Secondo l’organizzazione mondiale della sanità, una percentuale che va dal 30% al 70% delle cure sanitarie in Africa vengono gestite da organizzazioni religiose e, in molti casi, sono gli unici centri medici, ospedalieri e ambulatoriali presenti sono solo quelli delle chiese. [1]
Uno studio dell’African Religious Health Assets Programme, fatto in Zambia e Lesotho[3], dimostra quanto sia urgente raccogliere dati dettagliati[2]. Questo studio ha evidenziato che dal 30 al 40% dei centri medici vengono gestiti da cristiani che, oltre ad avere un ruolo essenziale nelle forniture mediche alle persone malate di Hiv, impegnano a fondo le chiese nella prevenzione e nell’educazione fornendo molti consigli. In ogni caso il loro ruolo nel farsi carico degli orfani è sicuramente la parte più importante di tutte. Con quasi 20 milioni di orfani nel mondo a causa dell’aids, le cure dispensate dalle organizzazioni religiose sono un altro importante aiuto in Africa[4].

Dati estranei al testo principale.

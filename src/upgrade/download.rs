//! Background installer downloads.
//!
//! [`DownloadManager`] owns the single download slot of the process. A started
//! download runs on its own tokio task and streams the response body into a
//! `.part` sibling of the destination; the file is renamed into place only
//! when the whole body arrived. Failures and cancellation remove the partial
//! file before the terminal event is published.
//!
//! Event order for one download is always zero or more
//! [`UpdateEvent::DownloadProgress`] with non-decreasing `bytes_received`,
//! followed by exactly one terminal event.

use futures::StreamExt;
use std::collections::VecDeque;
use std::path::{Path, PathBuf};
use std::sync::atomic::{AtomicU64, Ordering};
use std::sync::{Arc, Mutex, MutexGuard, PoisonError};
use std::time::{Duration, Instant};
use tokio::fs;
use tokio::io::AsyncWriteExt;
use tokio::sync::watch;
use tokio_util::sync::CancellationToken;
use tracing::{debug, info, warn};

use crate::constants::{MIN_SPEED_SPAN, SPEED_WINDOW, USER_AGENT};
use crate::core::UpdateError;
use crate::upgrade::events::{DownloadProgress, EventBus, UpdateEvent};
use crate::upgrade::verification::ChecksumVerifier;
use crate::utils::fs::{partial_path, remove_file_if_exists};
use crate::utils::path_validation::{validate_download_url, validate_file_name};

/// How a download ended.
#[derive(Debug, Clone, PartialEq, Eq)]
pub enum DownloadOutcome {
    Completed {
        path: PathBuf,
        bytes: u64,
    },
    Failed(UpdateError),
    Cancelled,
}

impl DownloadOutcome {
    #[must_use]
    pub const fn is_completed(&self) -> bool {
        matches!(self, Self::Completed { .. })
    }
}

/// Caller's view of a running download.
#[derive(Debug, Clone)]
pub struct DownloadHandle {
    id: u64,
    destination: PathBuf,
    cancel: CancellationToken,
    done: watch::Receiver<Option<DownloadOutcome>>,
}

impl DownloadHandle {
    #[must_use]
    pub const fn id(&self) -> u64 {
        self.id
    }

    /// Final path of the installer once the download completes.
    #[must_use]
    pub fn destination(&self) -> &Path {
        &self.destination
    }

    /// Request cancellation. Observed at the transfer's next poll.
    pub fn cancel(&self) {
        self.cancel.cancel();
    }

    /// Wait until the download has settled and its cleanup is done.
    pub async fn wait(&self) -> DownloadOutcome {
        wait_for_outcome(self.done.clone()).await
    }
}

async fn wait_for_outcome(mut done: watch::Receiver<Option<DownloadOutcome>>) -> DownloadOutcome {
    match done.wait_for(Option::is_some).await {
        Ok(outcome) => outcome.clone().unwrap_or(DownloadOutcome::Cancelled),
        Err(_) => DownloadOutcome::Failed(UpdateError::Other {
            message: "download task stopped without reporting a result".to_string(),
        }),
    }
}

struct ActiveDownload {
    id: u64,
    cancel: CancellationToken,
    done: watch::Receiver<Option<DownloadOutcome>>,
}

/// Rolling-window transfer rate.
///
/// Speed is measured across the samples of the last few seconds instead of
/// per chunk, so one large chunk arriving right after a stall does not show
/// up as a spike.
#[derive(Debug, Default)]
pub struct SpeedTracker {
    samples: VecDeque<(Instant, u64)>,
    last_speed: u64,
}

impl SpeedTracker {
    pub fn new() -> Self {
        Self::default()
    }

    /// Record the cumulative byte count at `now` and return bytes per second.
    pub fn record(&mut self, now: Instant, total_bytes: u64) -> u64 {
        self.samples.push_back((now, total_bytes));
        while self.samples.len() > 1
            && self
                .samples
                .front()
                .is_some_and(|(t, _)| now.saturating_duration_since(*t) > SPEED_WINDOW)
        {
            self.samples.pop_front();
        }

        if let Some((oldest_at, oldest_bytes)) = self.samples.front().copied() {
            let span = now.saturating_duration_since(oldest_at);
            if span >= MIN_SPEED_SPAN {
                let delta = total_bytes.saturating_sub(oldest_bytes);
                self.last_speed = (delta as f64 / span.as_secs_f64()) as u64;
            }
        }
        self.last_speed
    }
}

/// Owner of the process-wide download slot.
///
/// Cloning shares the slot, so every clone sees the same active download.
#[derive(Clone)]
pub struct DownloadManager {
    client: reqwest::Client,
    download_dir: PathBuf,
    events: EventBus,
    active: Arc<Mutex<Option<ActiveDownload>>>,
    progress: Arc<Mutex<Option<DownloadProgress>>>,
    next_id: Arc<AtomicU64>,
}

impl DownloadManager {
    pub fn new(download_dir: impl Into<PathBuf>, events: EventBus) -> Result<Self, UpdateError> {
        let client = reqwest::Client::builder()
            .user_agent(USER_AGENT)
            .build()
            .map_err(|e| UpdateError::Config {
                message: format!("failed to build HTTP client: {e}"),
            })?;

        Ok(Self {
            client,
            download_dir: download_dir.into(),
            events,
            active: Arc::new(Mutex::new(None)),
            progress: Arc::new(Mutex::new(None)),
            next_id: Arc::new(AtomicU64::new(1)),
        })
    }

    #[must_use]
    pub fn download_dir(&self) -> &Path {
        &self.download_dir
    }

    #[must_use]
    pub fn events(&self) -> &EventBus {
        &self.events
    }

    #[must_use]
    pub fn is_active(&self) -> bool {
        lock(&self.active).is_some()
    }

    /// Latest progress of the running (or last) download.
    #[must_use]
    pub fn latest_progress(&self) -> Option<DownloadProgress> {
        lock(&self.progress).clone()
    }

    /// Start streaming `url` into `file_name` inside the download directory.
    ///
    /// Validation happens before any I/O. Fails with
    /// [`UpdateError::AlreadyDownloading`] while another download holds the
    /// slot; the running download is not touched. With `expected_sha256` the
    /// body is hashed on the fly and a mismatch fails the download.
    pub async fn start_download(
        &self,
        url: &str,
        file_name: &str,
        expected_sha256: Option<&str>,
    ) -> Result<DownloadHandle, UpdateError> {
        let url = validate_download_url(url)?;
        validate_file_name(file_name)?;
        let verifier = expected_sha256.map(ChecksumVerifier::new).transpose()?;

        if self.is_active() {
            return Err(UpdateError::AlreadyDownloading);
        }

        fs::create_dir_all(&self.download_dir).await.map_err(|e| {
            UpdateError::file_system("creating the download directory", &self.download_dir, &e)
        })?;

        let destination = self.download_dir.join(file_name);
        let cancel = CancellationToken::new();
        let (done_tx, done_rx) = watch::channel(None);

        let id = {
            let mut slot = lock(&self.active);
            if slot.is_some() {
                return Err(UpdateError::AlreadyDownloading);
            }
            let id = self.next_id.fetch_add(1, Ordering::Relaxed);
            *slot = Some(ActiveDownload {
                id,
                cancel: cancel.clone(),
                done: done_rx.clone(),
            });
            id
        };
        *lock(&self.progress) = None;

        info!("Starting download {} of {} to {}", id, url, destination.display());

        let transfer = Transfer {
            id,
            client: self.client.clone(),
            url: url.to_string(),
            destination: destination.clone(),
            cancel: cancel.clone(),
            events: self.events.clone(),
            progress: Arc::clone(&self.progress),
            verifier,
        };
        let active = Arc::clone(&self.active);
        let events = self.events.clone();

        tokio::spawn(async move {
            let outcome = transfer.run().await;

            {
                let mut slot = lock(&active);
                if slot.as_ref().is_some_and(|a| a.id == id) {
                    *slot = None;
                }
            }

            events.publish(terminal_event(id, &outcome));
            done_tx.send_replace(Some(outcome));
        });

        Ok(DownloadHandle {
            id,
            destination,
            cancel,
            done: done_rx,
        })
    }

    /// Cancel the running download and wait for its cleanup.
    ///
    /// Returns `None` when nothing was downloading.
    pub async fn cancel_active(&self) -> Option<DownloadOutcome> {
        let (id, done) = {
            let slot = lock(&self.active);
            let active = slot.as_ref()?;
            active.cancel.cancel();
            (active.id, active.done.clone())
        };
        debug!("Cancellation requested for download {}", id);
        Some(wait_for_outcome(done).await)
    }
}

fn lock<T>(mutex: &Mutex<T>) -> MutexGuard<'_, T> {
    mutex.lock().unwrap_or_else(PoisonError::into_inner)
}

fn terminal_event(id: u64, outcome: &DownloadOutcome) -> UpdateEvent {
    match outcome {
        DownloadOutcome::Completed {
            path,
            ..
        } => UpdateEvent::DownloadComplete {
            download_id: id,
            success: true,
            download_path: Some(path.clone()),
            error: None,
        },
        DownloadOutcome::Failed(e) => UpdateEvent::DownloadComplete {
            download_id: id,
            success: false,
            download_path: None,
            error: Some(e.to_string()),
        },
        DownloadOutcome::Cancelled => UpdateEvent::DownloadCancelled {
            download_id: id,
        },
    }
}

enum TransferEnd {
    Finished {
        bytes: u64,
    },
    Cancelled,
}

struct Transfer {
    id: u64,
    client: reqwest::Client,
    url: String,
    destination: PathBuf,
    cancel: CancellationToken,
    events: EventBus,
    progress: Arc<Mutex<Option<DownloadProgress>>>,
    verifier: Option<ChecksumVerifier>,
}

impl Transfer {
    async fn run(mut self) -> DownloadOutcome {
        let partial = partial_path(&self.destination);
        let verifier = self.verifier.take();

        let result = match self.stream_to(&partial, verifier).await {
            Ok(TransferEnd::Finished {
                bytes,
            }) => match fs::rename(&partial, &self.destination).await {
                Ok(()) => Ok(TransferEnd::Finished {
                    bytes,
                }),
                Err(e) => Err(UpdateError::file_system(
                    "moving the finished download into place",
                    &self.destination,
                    &e,
                )),
            },
            other => other,
        };

        match result {
            Ok(TransferEnd::Finished {
                bytes,
            }) => {
                info!("Download {} finished: {} bytes", self.id, bytes);
                DownloadOutcome::Completed {
                    path: self.destination,
                    bytes,
                }
            }
            Ok(TransferEnd::Cancelled) => {
                self.discard(&partial).await;
                info!("Download {} cancelled", self.id);
                DownloadOutcome::Cancelled
            }
            Err(e) => {
                self.discard(&partial).await;
                warn!("Download {} failed: {}", self.id, e);
                DownloadOutcome::Failed(e)
            }
        }
    }

    async fn discard(&self, partial: &Path) {
        if let Err(e) = remove_file_if_exists(partial).await {
            warn!("Failed to remove partial download {}: {}", partial.display(), e);
        }
    }

    async fn stream_to(
        &self,
        partial: &Path,
        mut verifier: Option<ChecksumVerifier>,
    ) -> Result<TransferEnd, UpdateError> {
        const OPERATION: &str = "downloading the installer";

        let response = tokio::select! {
            biased;
            () = self.cancel.cancelled() => return Ok(TransferEnd::Cancelled),
            response = self.client.get(&self.url).send() => {
                response.map_err(|e| UpdateError::from_transport(OPERATION, &e, 0))?
            }
        };

        let status = response.status();
        if !status.is_success() {
            return Err(UpdateError::HttpStatus {
                status: status.as_u16(),
                url: self.url.clone(),
            });
        }

        let total = response.content_length().unwrap_or(0);
        let mut file = fs::File::create(partial)
            .await
            .map_err(|e| UpdateError::file_system("creating the download file", partial, &e))?;

        let mut stream = response.bytes_stream();
        let mut received: u64 = 0;
        let mut speed = SpeedTracker::new();
        speed.record(Instant::now(), 0);

        loop {
            let next = tokio::select! {
                biased;
                () = self.cancel.cancelled() => return Ok(TransferEnd::Cancelled),
                next = stream.next() => next,
            };

            let Some(chunk) = next else {
                break;
            };
            let chunk = chunk.map_err(|e| UpdateError::from_transport(OPERATION, &e, 0))?;

            file.write_all(&chunk)
                .await
                .map_err(|e| UpdateError::file_system("writing the download", partial, &e))?;
            if let Some(verifier) = verifier.as_mut() {
                verifier.update(&chunk);
            }
            received += chunk.len() as u64;

            let rate = speed.record(Instant::now(), received);
            self.emit_progress(received, total, DownloadProgress::percent_of(received, total), rate);
        }

        file.flush()
            .await
            .map_err(|e| UpdateError::file_system("writing the download", partial, &e))?;
        file.sync_all()
            .await
            .map_err(|e| UpdateError::file_system("syncing the download", partial, &e))?;
        drop(file);

        if total > 0 && received != total {
            return Err(UpdateError::Network {
                operation: OPERATION.to_string(),
                reason: format!("connection closed after {received} of {total} bytes"),
            });
        }

        if let Some(verifier) = verifier {
            verifier.finish(&self.destination)?;
        }

        let rate = speed.record(Instant::now(), received);
        self.emit_progress(received, total, 100, rate);

        Ok(TransferEnd::Finished {
            bytes: received,
        })
    }

    fn emit_progress(&self, received: u64, total: u64, percent: u8, speed: u64) {
        let progress = DownloadProgress {
            download_id: self.id,
            bytes_received: received,
            total_bytes: total,
            percent,
            speed,
        };
        *lock(&self.progress) = Some(progress.clone());
        self.events.publish(UpdateEvent::DownloadProgress(progress));
    }
}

L’obiettivo finale di azzerare i nuovi contagi, che si sono prefissati tutti quelli impegnati nel prevenire la propagazione dell’aids, è di per se incredibile, e solo qualche anno fa sarebbe sembrato irrealizzabile. Ma le attuali cure possono impedire al virus di distruggere il sistema immunitario.
Dal 1996, il trattamento antiretrovirale dell’aids, associato con altre tre o più cure ha, non solo migliorato la qualità della vita dei sieropositivi, ma ha permesso di ridurre le morti precoci, nei paesi dove queste sono facilmente accessibili. Tuttavia queste cure non eliminando il virus dall’organismo, vanno proseguite e questo pone dei problemi importanti nel mantenimento dell’accesso alle cure, oltre che in termini di costi e di uguaglianza nella distribuzione[6].
Altra buona nuova: la diffusione tra i giovani si è abbassata del 25% in 15 dei 21 paesi più a rischio e il numero totale dei decessi da Aids diminuisce di anno in anno. E’ comunque incoraggiante anche se, il numero dei decessi da Aids nella regione africana si è elevato a due milioni nel 2009. Si stima che una persona su 200 nel mondo, sia infetta e che, in alcune città africane, una su tre di età tra i 15 e i 16 anni sia contagiata. Anche se questa crisi non fa più notizia, resta comunque tale.
L’aids è una malattia che potrebbe essere in gran parte evitata se le persone modificassero i loro comportamenti. Questo non è così ovvio come, per esempio, nel caso del tabagismo dove l’atteggiamento normativo del governo e del pubblico è atteso e largamente approvato. E’, di fatto (ostacolato), per la specificità dei precetti e delle regole morali verso i comportamenti (sessuali), che hanno creato molte polemiche nelle comunità religiose, dando talvolta l’impressione di dare un giudizio critico sui sieropositivi[7].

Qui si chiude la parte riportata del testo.